29. Regelwerke zur unterstützten Entscheidungsfindung umfassen mehrere Unterstützungsoptionen, die dem Willen und den Präferenzen der betroffenen Person und der Achtung der Menschenrechtsnormen den Vorrang geben. Sie sollten den Schutz aller Rechte gewährleisten, einschließlich der Rechte in Bezug auf Autonomie (Recht auf Geschäftsfähigkeit, Recht auf gleiche Anerkennung vor dem Recht, Recht der Wahl des Wohnortes und so weiter) und der Rechte in Bezug auf die Freiheit von Missbrauch und Misshandlung (Recht auf Leben, Recht auf körperliche Unversehrtheit und so weiter.). Überdies sollten Systeme zur unterstützten Entscheidungsfindung das Leben von Menschen mit Behinderungen nicht überregulieren. Gleichwohl Regelwerke zur unterstützten Entscheidungsfindung vielerlei Formen haben können, sollten sie aber, um Übereinstimmung mit Artikel 12 zu gewährleisten, bestimmte grundlegende Festlegungen wie die folgenden enthalten:
(a) Unterstützte Entscheidungsfindung muss allen offenstehen.
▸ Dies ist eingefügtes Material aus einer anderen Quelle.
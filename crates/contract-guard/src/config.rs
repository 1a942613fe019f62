use std::fmt;
use std::path::PathBuf;
use std::time::Duration;

use anyhow::{Context, Result};
use rig::providers::gemini;

use crate::errors::ConfigError;
use crate::presenter::PresenterKind;

/// Value shipped in the template; must be replaced before the tool runs.
pub const API_KEY_PLACEHOLDER: &str = "PASTE_YOUR_KEY_HERE";

const DEFAULT_MODEL: &str = "gemini-2.5-flash";
const DEFAULT_BASE_URL: &str = "https://generativelanguage.googleapis.com";
const DEFAULT_TIMEOUT_SECS: u64 = 120;
const DEFAULT_OUTPUT_PATH: &str = "Negotiation_Draft.txt";

const ENV_API_KEY: &str = "GOOGLE_API_KEY";
const ENV_MODEL: &str = "CONTRACT_GUARD_MODEL";
const ENV_BASE_URL: &str = "CONTRACT_GUARD_BASE_URL";
const ENV_TIMEOUT_SECS: &str = "CONTRACT_GUARD_TIMEOUT_SECS";
const ENV_OUTPUT: &str = "CONTRACT_GUARD_OUTPUT";
const ENV_PRESENTER: &str = "CONTRACT_GUARD_PRESENTER";

/// Run configuration, resolved and validated once at startup.
#[derive(Clone)]
pub struct GuardConfig {
    pub api_key: String,
    /// Gemini model used by all three agents.
    pub model: String,
    pub base_url: String,
    /// Per-request completion timeout. `None` waits indefinitely.
    pub request_timeout: Option<Duration>,
    /// Where the negotiation draft is written when violations are found.
    pub output_path: PathBuf,
    pub presenter: PresenterKind,
}

impl fmt::Debug for GuardConfig {
    fn fmt(&self, f: &mut fmt::Formatter<'_>) -> fmt::Result {
        f.debug_struct("GuardConfig")
            .field("api_key", &"<redacted>")
            .field("model", &self.model)
            .field("base_url", &self.base_url)
            .field("request_timeout", &self.request_timeout)
            .field("output_path", &self.output_path)
            .field("presenter", &self.presenter)
            .finish()
    }
}

impl GuardConfig {
    /// Resolve from the process environment.
    pub fn from_env() -> Result<Self, ConfigError> {
        Self::from_lookup(|var| std::env::var(var).ok())
    }

    /// Resolve from an arbitrary variable lookup.
    pub fn from_lookup<F>(lookup: F) -> Result<Self, ConfigError>
    where
        F: Fn(&str) -> Option<String>,
    {
        let api_key = lookup(ENV_API_KEY).unwrap_or_else(|| API_KEY_PLACEHOLDER.to_string());
        let api_key = api_key.trim().to_string();
        if api_key.is_empty() || api_key == API_KEY_PLACEHOLDER {
            return Err(ConfigError::MissingCredential { var: ENV_API_KEY });
        }

        let request_timeout = match lookup(ENV_TIMEOUT_SECS) {
            None => Some(Duration::from_secs(DEFAULT_TIMEOUT_SECS)),
            Some(raw) => {
                let secs = raw.trim().parse::<u64>().map_err(|e| ConfigError::Invalid {
                    var: ENV_TIMEOUT_SECS,
                    reason: format!("{raw:?}: {e}"),
                })?;
                (secs > 0).then(|| Duration::from_secs(secs))
            }
        };

        let presenter = match lookup(ENV_PRESENTER) {
            None => PresenterKind::Plain,
            Some(raw) => raw.parse().map_err(|reason| ConfigError::Invalid {
                var: ENV_PRESENTER,
                reason,
            })?,
        };

        Ok(Self {
            api_key,
            model: lookup(ENV_MODEL).unwrap_or_else(|| DEFAULT_MODEL.to_string()),
            base_url: lookup(ENV_BASE_URL).unwrap_or_else(|| DEFAULT_BASE_URL.to_string()),
            request_timeout,
            output_path: lookup(ENV_OUTPUT)
                .map(PathBuf::from)
                .unwrap_or_else(|| PathBuf::from(DEFAULT_OUTPUT_PATH)),
            presenter,
        })
    }

    /// Build the rig Gemini client shared by every agent of a run.
    pub fn build_client(&self) -> Result<gemini::Client> {
        gemini::Client::builder()
            .api_key(self.api_key.as_str())
            .base_url(&self.base_url)
            .build()
            .context("Failed to build Gemini client")
    }
}

/// Check whether the Gemini API answers a model listing with this key.
pub async fn check_endpoint(config: &GuardConfig) -> bool {
    let models_url = format!("{}/v1beta/models", config.base_url.trim_end_matches('/'));
    match reqwest::Client::new()
        .get(&models_url)
        .header("x-goog-api-key", &config.api_key)
        .timeout(Duration::from_secs(5))
        .send()
        .await
    {
        Ok(resp) => resp.status().is_success(),
        Err(_) => false,
    }
}
//! Shared types and error hierarchy for keyprobe.

pub mod error;
pub mod message;

pub use error::{ApiError, ConfigError, ProbeError};
pub use message::*;
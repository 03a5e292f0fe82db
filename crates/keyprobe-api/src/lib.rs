//! Anthropic Messages API client for keyprobe.

mod client;
mod probe;

pub use client::ApiClient;
pub use probe::{call_api, call_api_with, call_with_config};
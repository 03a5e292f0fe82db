//! Anthropic Messages API client.

use keyprobe_config::{ProbeConfig, messages_endpoint};
use keyprobe_types::{ApiError, CreateMessageRequest};
use reqwest::header::{CONTENT_TYPE, HeaderMap, HeaderValue};

/// Client for the Anthropic Messages API.
///
/// Sends one request per call and returns the decoded body untouched.
#[derive(Clone)]
pub struct ApiClient {
    http: reqwest::Client,
    api_key: String,
    base_url: String,
    model: String,
    max_tokens: u32,
}

impl ApiClient {
    /// Create a new API client using the default model and token budget.
    pub fn new(api_key: impl Into<String>, base_url: impl Into<String>) -> Result<Self, ApiError> {
        let http = reqwest::Client::builder()
            .build()
            .map_err(|e| ApiError::Network(e.to_string()))?;

        Ok(Self {
            http,
            api_key: api_key.into(),
            base_url: base_url.into(),
            model: keyprobe_config::DEFAULT_MODEL.to_string(),
            max_tokens: keyprobe_config::DEFAULT_MAX_TOKENS,
        })
    }

    /// Create a client from resolved configuration.
    pub fn from_config(config: &ProbeConfig) -> Result<Self, ApiError> {
        let mut client = Self::new(&config.api_key, &config.api_base_url)?;
        client.model.clone_from(&config.model);
        client.max_tokens = config.max_tokens;
        Ok(client)
    }

    /// The URL requests are posted to.
    pub fn endpoint(&self) -> String {
        messages_endpoint(&self.base_url)
    }

    /// Send `prompt` as a single user message.
    pub async fn call(&self, prompt: &str) -> Result<serde_json::Value, ApiError> {
        let request = CreateMessageRequest::single_prompt(&self.model, self.max_tokens, prompt);
        self.create_message(&request).await
    }

    /// Send a Messages API request and decode the response body as JSON.
    ///
    /// The HTTP status is not inspected: error payloads from the service are
    /// returned just like successful ones.
    pub async fn create_message(
        &self,
        request: &CreateMessageRequest,
    ) -> Result<serde_json::Value, ApiError> {
        let url = self.endpoint();
        tracing::info!("Using API endpoint: {url}");

        let headers = self.headers()?;
        let body = serde_json::to_string(request).map_err(|e| ApiError::BadRequest {
            message: format!("Failed to serialize request: {e}"),
        })?;

        tracing::debug!("POST {url} ({} bytes)", body.len());

        let response = self
            .http
            .post(&url)
            .headers(headers)
            .body(body)
            .send()
            .await
            .map_err(transport_error)?;

        let status = response.status().as_u16();
        let bytes = response.bytes().await.map_err(transport_error)?;
        tracing::debug!("Response: HTTP {status}, {} bytes", bytes.len());

        serde_json::from_slice(&bytes).map_err(|e| ApiError::Decode {
            status,
            message: e.to_string(),
        })
    }

    fn headers(&self) -> Result<HeaderMap, ApiError> {
        let mut headers = HeaderMap::new();
        headers.insert(
            "x-api-key",
            HeaderValue::from_str(&self.api_key).map_err(|_| ApiError::Auth {
                message: "Invalid API key format".into(),
            })?,
        );
        headers.insert(CONTENT_TYPE, HeaderValue::from_static("application/json"));
        Ok(headers)
    }
}

fn transport_error(e: reqwest::Error) -> ApiError {
    ApiError::Network(e.to_string())
}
Der Umfang des Unterstützungsbedarfs (insbesondere wenn dieser hoch ist) sollte kein Hindernis sein, Unterstützung bei der Entscheidungsfindung zu bekommen;
(b) alle Formen der Unterstützung bei der Ausübung der rechtlichen Handlungsfähigkeit (einschließlich intensiverer Formen der Unterstützung) müssen auf dem Willen und den Präferenzen der betroffenen Person beruhen und nicht auf dem, was für ihr objektives Wohl erachtet wird;
(c) der Kommunikationsmodus einer Person darf kein Hindernis sein, Unterstützung bei der Entscheidungsfindung zu bekommen, selbst wenn diese Kommunikation nicht-konventionell ist oder von nur wenigen Menschen verstanden wird;
(d) die rechtliche Anerkennung der Unterstützungsperson(en), die von der betroffenen Person offiziell ausgewählt wurde(n), muss möglich und zugänglich sein, und der Staat hat eine Verpflichtung, die Schaffung von Unterstützungsmöglichkeiten zu erleichtern, insbesondere für Menschen, die isoliert sind und möglicherweise keinen Zugang zu den in einer Gemeinschaft allgemein vorhandenen Unterstützungsmöglichkeiten haben. Dies muss ein Verfahren einschließen, das es Dritten ermöglicht, die Identität einer Unterstützungsperson nachzuprüfen, ebenso wie Verfahren, wodurch Dritte die Rechtshandlung einer Unterstützungsperson anfechten können, wenn sie meinen, dass die Unterstützungsperson nicht nach dem Willen und den Präferenzen des Betroffenen gehandelt hat;
(e) um die Anforderung von Artikel 12 Absatz 3 zu erfüllen, dass alle Vertragsstaaten Maßnahmen ergreifen müssen, um „Zugang“ zu der benötigten Unterstützung „zu verschaffen“, müssen die Vertragsstaaten sicherstellen, dass Menschen mit Behinderungen Unterstützung zu erschwinglichen Kosten beziehungsweise kostenlos zur Verfügung steht und dass fehlende finanzielle Mittel kein Hindernis für den Zugang zu Unterstützung bei der Ausübung der rechtlichen Handlungsfähigkeit darstellen;
(f) Unterstützung bei der Entscheidungsfindung darf nicht als Rechtfertigung für die Einschränkung anderer grundlegender Rechte von Menschen mit Behinderungen, insbesondere des Wahlrechts, des Rechts eine Ehe zu schließen (beziehungsweise eine eingetragene Lebenspartnerschaft einzugehen) und eine Familie zu gründen, der reproduktiven Rechte, der elterlichen Rechte, des Rechts auf Zustimmung zu intimen Beziehungen und medizinischer Behandlung sowie des Rechts auf Freiheit benutzt werden;
(g) die betroffene Person muss das Recht haben, Unterstützung abzulehnen und das Unterstützungsverhältnis jederzeit zu beenden oder zu ändern;
(h) für alle Prozesse in Verbindung mit der rechtlichen Handlungsfähigkeit und der Unterstützung bei ihrer Ausübung müssen Sicherungen geschaffen werden. Es muss Ziel dieser Sicherungen sein, zu gewährleisten, dass der Wille und die Präferenzen der betreffenden Person geachtet werden;
(i) die Bereitstellung von Unterstützung bei der Ausübung der rechtlichen Handlungsfähigkeit sollte nicht von der Beurteilung der geistigen Fähigkeit abhängen; für die Feststellung des Unterstützungsbedarfs sind neue, nichtdiskriminierende Indikatoren erforderlich.